Some Thoughts on Implementing Tencent's Translation Model hy-mt-1.8b with Candle

Recently, Tencent open-sourced a relatively small translation model called hy-mt-1.8b. Due to its small size and support for many languages, it has remained highly popular on Hugging Face (as of January 11, 2026, it’s still ranked #2 on the overall leaderboard).

I’ve implemented this model in Rust using the Candle framework and successfully run it on a GPU.

Here are some of my thoughts on the experience.

This model is extremely simple—so simple that its structure can be described in just a few lines:

HunYuanDenseV1ForCausalLM(
  (model): HunYuanDenseV1Model(
    (embed_tokens): Embedding(120818, 2048, padding_idx=120002)
    (layers): ModuleList(
      (0-31): 32 x HunYuanDenseV1DecoderLayer(
        (self_attn): HunYuanDenseV1Attention(
          (q_proj): Linear(in_features=2048, out_features=2048, bias=False)
          (k_proj): Linear(in_features=2048, out_features=512, bias=False)
          (v_proj): Linear(in_features=2048, out_features=512, bias=False)
          (o_proj): Linear(in_features=2048, out_features=2048, bias=False)
          (query_layernorm): HunYuanDenseV1RMSNorm((128,), eps=1e-05)
          (key_layernorm): HunYuanDenseV1RMSNorm((128,), eps=1e-05)
        )
        (mlp): HunYuanDenseV1MLP(
          (gate_proj): Linear(in_features=2048, out_features=6144, bias=False)
          (up_proj): Linear(in_features=2048, out_features=6144, bias=False)
          (down_proj): Linear(in_features=6144, out_features=2048, bias=False)
          (act_fn): SiLUActivation()
        )
        (input_layernorm): HunYuanDenseV1RMSNorm((2048,), eps=1e-05)
        (post_attention_layernorm): HunYuanDenseV1RMSNorm((2048,), eps=1e-05)
      )
    )
    (norm): HunYuanDenseV1RMSNorm((2048,), eps=1e-05)
    (rotary_emb): HunYuanDenseV1RotaryEmbedding()
  )
  (lm_head): Linear(in_features=2048, out_features=120818, bias=False)
)

That’s roughly what it looks like.

Many of the modules inside are quite similar to implementations in other models, so there’s not much worth mentioning specifically.

Therefore, porting this model essentially became a task of translating the model implementation from the Python transformers library.

Challenge One

Since popular models are directly implemented in the transformers library, the code abstraction level is inevitably high.
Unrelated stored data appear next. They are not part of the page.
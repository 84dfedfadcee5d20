pub mod livekit;
pub mod token;
pub mod webhook;

use async_trait::async_trait;
use thiserror::Error;

#[derive(Debug, Error)]
pub enum MediaError {
    #[error("HTTP error: {0}")]
    Http(#[from] reqwest::Error),
    #[error("Media server API error ({status}): {message}")]
    Api { status: u16, message: String },
    #[error("Token error: {0}")]
    Token(#[from] jsonwebtoken::errors::Error),
}

pub type MediaResult<T> = Result<T, MediaError>;

#[derive(Debug, Clone)]
pub struct ParticipantInfo {
    pub identity: String,
    pub name: String,
}

/// A recording/export process as the media server currently sees it.
#[derive(Debug, Clone)]
pub struct EgressInfo {
    pub egress_id: String,
    pub room_id: String,
    /// Last heartbeat, epoch milliseconds.
    pub updated_at_ms: i64,
}

/// Live room/egress state and control on the media server.
#[async_trait]
pub trait MediaServer: Send + Sync {
    /// A room existing on the media server means a meeting is in
    /// progress there.
    async fn room_exists(&self, room_id: &str) -> MediaResult<bool>;

    /// Empty when the room does not exist.
    async fn list_participants(&self, room_id: &str) -> MediaResult<Vec<ParticipantInfo>>;

    /// In-progress egresses for the room.
    async fn list_egresses(&self, room_id: &str) -> MediaResult<Vec<EgressInfo>>;

    async fn stop_egress(&self, egress_id: &str) -> MediaResult<()>;

    /// Force-disconnects all participants and ends the meeting.
    async fn delete_room(&self, room_id: &str) -> MediaResult<()>;
}
pub mod fixtures;

#[cfg(test)]
mod orchestrator_tests;
#[cfg(test)]
mod recording_gc_tests;
#[cfg(test)]
mod name_tests;
use crate::fixtures::fakes::{FakeLock, FakeMediaServer, InMemoryRecordingStore};
use crate::fixtures::seed::recording;
use bson::DateTime;
use chrono::Utc;
use meethub_db::models::RecordingStatus;
use meethub_services::gc::{RecordingGcConfig, RecordingStaleGc};
use meethub_services::lock::DistributedLock;
use meethub_services::store::RecordingStore;
use std::sync::Arc;
use std::time::Duration;

const GRACE_MS: i64 = 120_000;

struct Harness {
    recordings: Arc<InMemoryRecordingStore>,
    media: Arc<FakeMediaServer>,
    lock: Arc<FakeLock>,
    gc: RecordingStaleGc,
}

fn harness() -> Harness {
    let recordings = Arc::new(InMemoryRecordingStore::default());
    let media = Arc::new(FakeMediaServer::default());
    let lock = Arc::new(FakeLock::default());
    let gc = RecordingStaleGc::new(
        recordings.clone(),
        media.clone(),
        lock.clone(),
        RecordingGcConfig {
            interval: Duration::from_secs(60),
            grace_ms: GRACE_MS,
            lock_ttl: Duration::from_secs(60),
        },
    );
    Harness {
        recordings,
        media,
        lock,
        gc,
    }
}

async fn seed_active(h: &Harness, room_id: &str, egress_id: &str) -> meethub_db::models::RecordingId {
    let rec = recording(room_id, egress_id, RecordingStatus::Active);
    let id = rec.recording_id.clone();
    h.recordings.save(&rec).await.unwrap();
    id
}

#[tokio::test]
async fn heartbeat_exactly_at_the_grace_boundary_is_still_fresh() {
    let h = harness();
    let id = seed_active(&h, "standup", "EG_1").await;
    let now_ms = Utc::now().timestamp_millis();
    h.media.add_egress("standup", "EG_1", now_ms - GRACE_MS);

    let stats = h.gc.sweep_at(now_ms).await.unwrap();

    assert_eq!(stats.examined, 1);
    assert_eq!(stats.fresh, 1);
    assert_eq!(h.recordings.status_of(&id), Some(RecordingStatus::Active));
    assert!(h.media.stopped_egresses().is_empty());
}

#[tokio::test]
async fn heartbeat_one_ms_past_the_boundary_is_stale() {
    let h = harness();
    let id = seed_active(&h, "standup", "EG_1").await;
    let now_ms = Utc::now().timestamp_millis();
    h.media.add_egress("standup", "EG_1", now_ms - GRACE_MS - 1);

    let stats = h.gc.sweep_at(now_ms).await.unwrap();

    assert_eq!(stats.aborted_orphaned, 1);
    assert_eq!(h.recordings.status_of(&id), Some(RecordingStatus::Aborted));
    assert_eq!(h.media.stopped_egresses(), vec!["EG_1".to_string()]);
}

#[tokio::test]
async fn recording_without_matching_egress_is_aborted_without_a_stop_call() {
    let h = harness();
    let id = seed_active(&h, "standup", "EG_GONE").await;

    let stats = h.gc.sweep().await.unwrap();

    assert_eq!(stats.aborted_no_egress, 1);
    assert_eq!(h.recordings.status_of(&id), Some(RecordingStatus::Aborted));
    assert!(h.media.stopped_egresses().is_empty());
}

#[tokio::test]
async fn orphaned_recording_is_stopped_and_aborted() {
    let h = harness();
    let id = seed_active(&h, "standup", "EG_1").await;
    let now_ms = Utc::now().timestamp_millis();
    h.media.add_egress("standup", "EG_1", now_ms - GRACE_MS - 60_000);
    // No meeting on the media server for this room.

    let stats = h.gc.sweep().await.unwrap();

    assert_eq!(stats.aborted_orphaned, 1);
    assert_eq!(h.recordings.status_of(&id), Some(RecordingStatus::Aborted));
    assert_eq!(h.media.stopped_egresses(), vec!["EG_1".to_string()]);
}

#[tokio::test]
async fn stale_recording_in_an_occupied_room_is_kept() {
    let h = harness();
    let id = seed_active(&h, "standup", "EG_1").await;
    let now_ms = Utc::now().timestamp_millis();
    h.media.add_egress("standup", "EG_1", now_ms - GRACE_MS - 60_000);
    h.media.start_meeting("standup", &["alice"]);

    let stats = h.gc.sweep().await.unwrap();

    assert_eq!(stats.kept_stale, 1);
    assert_eq!(h.recordings.status_of(&id), Some(RecordingStatus::Active));
    assert!(h.media.stopped_egresses().is_empty());
}

#[tokio::test]
async fn terminal_recordings_are_never_candidates() {
    let h = harness();
    let rec = recording("standup", "EG_1", RecordingStatus::Complete);
    meethub_services::store::RecordingStore::save(h.recordings.as_ref(), &rec)
        .await
        .unwrap();

    let stats = h.gc.sweep().await.unwrap();

    assert_eq!(stats.examined, 0);
}

#[tokio::test]
async fn sweep_uses_a_future_heartbeat_as_fresh() {
    // Clock skew between this process and the media server must never
    // abort a healthy recording.
    let h = harness();
    let id = seed_active(&h, "standup", "EG_1").await;
    let now_ms = Utc::now().timestamp_millis();
    h.media.add_egress("standup", "EG_1", now_ms + 30_000);

    let stats = h.gc.sweep_at(now_ms).await.unwrap();

    assert_eq!(stats.fresh, 1);
    assert_eq!(h.recordings.status_of(&id), Some(RecordingStatus::Active));
}

#[tokio::test]
async fn denied_lock_skips_the_cycle_entirely() {
    let h = harness();
    let id = seed_active(&h, "standup", "EG_GONE").await;
    h.lock.deny_acquisition();

    let token = h
        .lock
        .acquire("gc:recordings", Duration::from_secs(60))
        .await
        .unwrap();
    assert!(token.is_none());
    assert_eq!(h.recordings.status_of(&id), Some(RecordingStatus::Active));
}
use bson::DateTime;
use meethub_db::models::{DeletionPolicy, PendingAction, Room, RoomStatus};
use serde::Serialize;
use std::collections::HashSet;
use std::sync::Arc;
use thiserror::Error;
use tracing::{debug, info, warn};

use crate::media::{MediaError, MediaServer};
use crate::store::{RecordingStore, RoomStore, StoreError};

use super::codes::{DeletionErrorCode, DeletionSuccessCode};
use super::resolver::{MeetingFacts, Resolution, resolve};
use super::sanitize::sanitize_room_id;

#[derive(Debug, Error)]
pub enum LifecycleError {
    #[error("Room id is empty after sanitization: {0:?}")]
    InvalidRoomId(String),
    #[error("No valid room ids in bulk deletion request")]
    EmptyBulkRequest,
    #[error("{0}")]
    Rejected(DeletionErrorCode),
    #[error(transparent)]
    Store(#[from] StoreError),
    #[error(transparent)]
    Media(#[from] MediaError),
}

/// How the room record ended up: gone, closed in place, or pending a
/// deferred action.
#[derive(Debug, Clone, Copy, PartialEq, Eq, Serialize)]
#[serde(rename_all = "snake_case")]
pub enum Disposition {
    Deleted,
    Closed,
    Scheduled,
}

#[derive(Debug, Clone, Serialize)]
pub struct DeletionOutcome {
    pub code: DeletionSuccessCode,
    pub disposition: Disposition,
    #[serde(skip_serializing_if = "Option::is_none")]
    pub room: Option<Room>,
}

#[derive(Debug, Clone, Serialize)]
pub struct BulkSuccess {
    pub room_id: String,
    pub success_code: DeletionSuccessCode,
}

#[derive(Debug, Clone, Serialize)]
pub struct BulkFailure {
    pub room_id: String,
    #[serde(skip_serializing_if = "Option::is_none")]
    pub code: Option<DeletionErrorCode>,
    pub message: String,
}

#[derive(Debug, Clone, Serialize)]
pub struct BulkDeletionReport {
    pub successful: Vec<BulkSuccess>,
    pub failed: Vec<BulkFailure>,
}

impl BulkDeletionReport {
    pub fn all_succeeded(&self) -> bool {
        self.failed.is_empty()
    }
}

/// What `handle_meeting_ended` did with the room.
#[derive(Debug, Clone, Copy, PartialEq, Eq)]
pub enum MeetingEndOutcome {
    RoomGone,
    Deleted { purged_recordings: u64 },
    Closed,
    Reopened,
}

/// Executes resolver decisions against the stores and the media server.
pub struct DeletionOrchestrator {
    rooms: Arc<dyn RoomStore>,
    recordings: Arc<dyn RecordingStore>,
    media: Arc<dyn MediaServer>,
}

impl DeletionOrchestrator {
    pub fn new(
        rooms: Arc<dyn RoomStore>,
        recordings: Arc<dyn RecordingStore>,
        media: Arc<dyn MediaServer>,
    ) -> Self {
        Self {
            rooms,
            recordings,
            media,
        }
    }

    /// Delete a single room under the given policy. Deleting a room that
    /// does not exist is idempotent success, never an error.
    pub async fn delete_one(
        &self,
        raw_room_id: &str,
        policy: DeletionPolicy,
    ) -> Result<DeletionOutcome, LifecycleError> {
        let room_id = sanitize_room_id(raw_room_id);
        if room_id.is_empty() {
            return Err(LifecycleError::InvalidRoomId(raw_room_id.to_string()));
        }
        self.delete_sanitized(&room_id, policy).await
    }

    async fn delete_sanitized(
        &self,
        room_id: &str,
        policy: DeletionPolicy,
    ) -> Result<DeletionOutcome, LifecycleError> {
        let Some(mut room) = self.rooms.get(room_id).await? else {
            debug!(room_id, "Room already absent, treating delete as success");
            return Ok(DeletionOutcome {
                code: DeletionSuccessCode::RoomDeleted,
                disposition: Disposition::Deleted,
                room: None,
            });
        };

        let facts = MeetingFacts {
            has_active_meeting: self.media.room_exists(room_id).await?,
            has_recordings: self.recordings.count_by_room(room_id).await? > 0,
        };

        match resolve(facts, policy) {
            Resolution::Delete {
                code,
                end_meeting,
                purge_recordings,
            } => {
                if end_meeting {
                    self.media.delete_room(room_id).await?;
                }
                if purge_recordings {
                    let purged = self.recordings.delete_by_room(room_id).await?;
                    info!(room_id, purged, "Purged recordings with room");
                }
                self.rooms.delete(room_id).await?;
                info!(room_id, %code, "Room deleted");
                Ok(DeletionOutcome {
                    code,
                    disposition: Disposition::Deleted,
                    room: None,
                })
            }
            Resolution::Close { code, end_meeting } => {
                if end_meeting {
                    self.media.delete_room(room_id).await?;
                }
                room.status = RoomStatus::Closed;
                room.marked_for_deletion = false;
                room.pending_action = None;
                room.updated_at = DateTime::now();
                self.rooms.save(&room).await?;
                info!(room_id, %code, "Room closed, recordings kept");
                Ok(DeletionOutcome {
                    code,
                    disposition: Disposition::Closed,
                    room: Some(room),
                })
            }
            Resolution::Schedule { code, action } => {
                room.marked_for_deletion = true;
                room.pending_action = Some(action);
                room.updated_at = DateTime::now();
                self.rooms.save(&room).await?;
                info!(room_id, %code, ?action, "Room deletion deferred to meeting end");
                Ok(DeletionOutcome {
                    code,
                    disposition: Disposition::Scheduled,
                    room: Some(room),
                })
            }
            Resolution::Reject(code) => Err(LifecycleError::Rejected(code)),
        }
    }

    /// Bulk deletion with per-room isolation: one room's failure never
    /// aborts the others. Ids are sanitized and deduplicated first;
    /// ids that sanitize to nothing are dropped, and a request with no
    /// valid ids at all is rejected before any deletion runs.
    pub async fn delete_many(
        &self,
        raw_room_ids: &[String],
        policy: DeletionPolicy,
    ) -> Result<BulkDeletionReport, LifecycleError> {
        let mut seen = HashSet::new();
        let mut targets = Vec::new();
        for raw in raw_room_ids {
            let room_id = sanitize_room_id(raw);
            if room_id.is_empty() {
                warn!(raw, "Dropping invalid room id from bulk deletion");
                continue;
            }
            if seen.insert(room_id.clone()) {
                targets.push(room_id);
            }
        }
        if targets.is_empty() {
            return Err(LifecycleError::EmptyBulkRequest);
        }

        let mut successful = Vec::new();
        let mut failed = Vec::new();
        for room_id in targets {
            match self.delete_sanitized(&room_id, policy).await {
                Ok(outcome) => successful.push(BulkSuccess {
                    room_id,
                    success_code: outcome.code,
                }),
                Err(LifecycleError::Rejected(code)) => failed.push(BulkFailure {
                    room_id,
                    code: Some(code),
                    message: code.as_str().to_string(),
                }),
                Err(e) => {
                    warn!(room_id, error = %e, "Bulk deletion entry failed");
                    failed.push(BulkFailure {
                        room_id,
                        code: None,
                        message: e.to_string(),
                    });
                }
            }
        }

        Ok(BulkDeletionReport { successful, failed })
    }

    /// Enforce the pending action recorded at scheduling time, once the
    /// media server reports the meeting over.
    pub async fn handle_meeting_ended(
        &self,
        room_id: &str,
    ) -> Result<MeetingEndOutcome, LifecycleError> {
        let Some(mut room) = self.rooms.get(room_id).await? else {
            return Ok(MeetingEndOutcome::RoomGone);
        };

        match room.pending_action {
            Some(PendingAction::DeleteOnMeetingEnd { purge_recordings }) => {
                let purged = if purge_recordings {
                    self.recordings.delete_by_room(room_id).await?
                } else {
                    0
                };
                self.rooms.delete(room_id).await?;
                info!(room_id, purged, "Deferred room deletion executed on meeting end");
                Ok(MeetingEndOutcome::Deleted {
                    purged_recordings: purged,
                })
            }
            Some(PendingAction::CloseOnMeetingEnd) => {
                room.status = RoomStatus::Closed;
                room.marked_for_deletion = false;
                room.pending_action = None;
                room.updated_at = DateTime::now();
                self.rooms.save(&room).await?;
                info!(room_id, "Deferred room close executed on meeting end");
                Ok(MeetingEndOutcome::Closed)
            }
            None => {
                if room.status == RoomStatus::ActiveMeeting {
                    room.status = RoomStatus::Open;
                    room.updated_at = DateTime::now();
                    self.rooms.save(&room).await?;
                }
                Ok(MeetingEndOutcome::Reopened)
            }
        }
    }

    /// Webhook hook for the meeting-started event.
    pub async fn handle_meeting_started(&self, room_id: &str) -> Result<(), LifecycleError> {
        let Some(mut room) = self.rooms.get(room_id).await? else {
            debug!(room_id, "Meeting started for unknown room");
            return Ok(());
        };
        if room.status != RoomStatus::ActiveMeeting {
            room.status = RoomStatus::ActiveMeeting;
            room.updated_at = DateTime::now();
            self.rooms.save(&room).await?;
        }
        Ok(())
    }
}
/// Strip a caller-supplied room id down to the characters a room id may
/// contain. An id that sanitizes to the empty string is invalid and must
/// be rejected before any lookup.
pub fn sanitize_room_id(raw: &str) -> String {
    raw.trim()
        .chars()
        .filter(|c| c.is_ascii_alphanumeric() || *c == '-' || *c == '_')
        .collect()
}
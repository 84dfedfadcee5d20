pub mod base;
pub mod cache;
pub mod recording;
pub mod room;

pub use base::BaseDao;
pub use cache::Cache;
pub use recording::MongoRecordingStore;
pub use room::MongoRoomStore;

use crate::store::StoreResult;

/// Settle a concurrent write to both tiers. The durable tier is
/// authoritative: its result becomes the outcome, and durable state is
/// never undone because the cache misbehaved. The flag tells the caller
/// to drop the cache entry, so neither a failed cache write nor a cache
/// entry for a failed durable write can be served later.
fn settle_dual_write(
    durable: StoreResult<()>,
    cached: StoreResult<()>,
) -> (StoreResult<()>, bool) {
    match (durable, cached) {
        (Ok(()), Ok(())) => (Ok(()), false),
        (Ok(()), Err(_)) => (Ok(()), true),
        (Err(e), _) => (Err(e), true),
    }
}
use meethub_config::Settings;
use mongodb::{Client, Database, options::ClientOptions};
use tracing::info;

/// Open the MongoDB client with pool bounds from the settings and fail
/// fast with a ping before handing the database out.
pub async fn connect(settings: &Settings) -> Result<Database, mongodb::error::Error> {
    let mut options = ClientOptions::parse(&settings.database.url).await?;
    options.max_pool_size = settings.database.max_pool_size.or(options.max_pool_size);
    options.min_pool_size = settings.database.min_pool_size.or(options.min_pool_size);

    let client = Client::with_options(options)?;
    client
        .database("admin")
        .run_command(bson::doc! { "ping": 1 })
        .await?;

    info!(db = %settings.database.name, "MongoDB connection established");
    Ok(client.database(&settings.database.name))
}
For example, model loading:

model_name_or_path = "tencent/HY-MT1.5-1.8B"

tokenizer = AutoTokenizer.from_pretrained(model_name_or_path)
model = AutoModelForCausalLM.from_pretrained(model_name_or_path, device_map="auto")

This is a highly encapsulated result, and we can’t directly start porting from here.

Fortunately, the printed model structure already provided us with enough information. It actually calls: HunYuanDenseV1ForCausalLM.

Challenge Two

Dead code and dead parameters.

Because the methods in the transformers library have some conventional parameters and norms, and because model structures vary, combined with some modules obviously copying and pasting code from other modules, there are many instances of dead code and unused parameters.

This model’s implementation has particularly many of these. Debugging outputs might be needed in the transformers library to determine exactly which code was called.

Challenge Three

Aligning inputs and outputs. This is meticulous work, as differences between programming languages and framework implementations are inevitable.

For example, the official Python example translates It's on the house. as 这是免费的。.

However, my implementation clearly had some differences, translating it as 这是一所房子而已。. Sometimes after modifying some parameters, it would become: 这是房子。 or 它在房子里. This also shows that these tokens are very close, and slight differences can completely change the output.

Repository: https://github.com/ximeiorg/hy-mt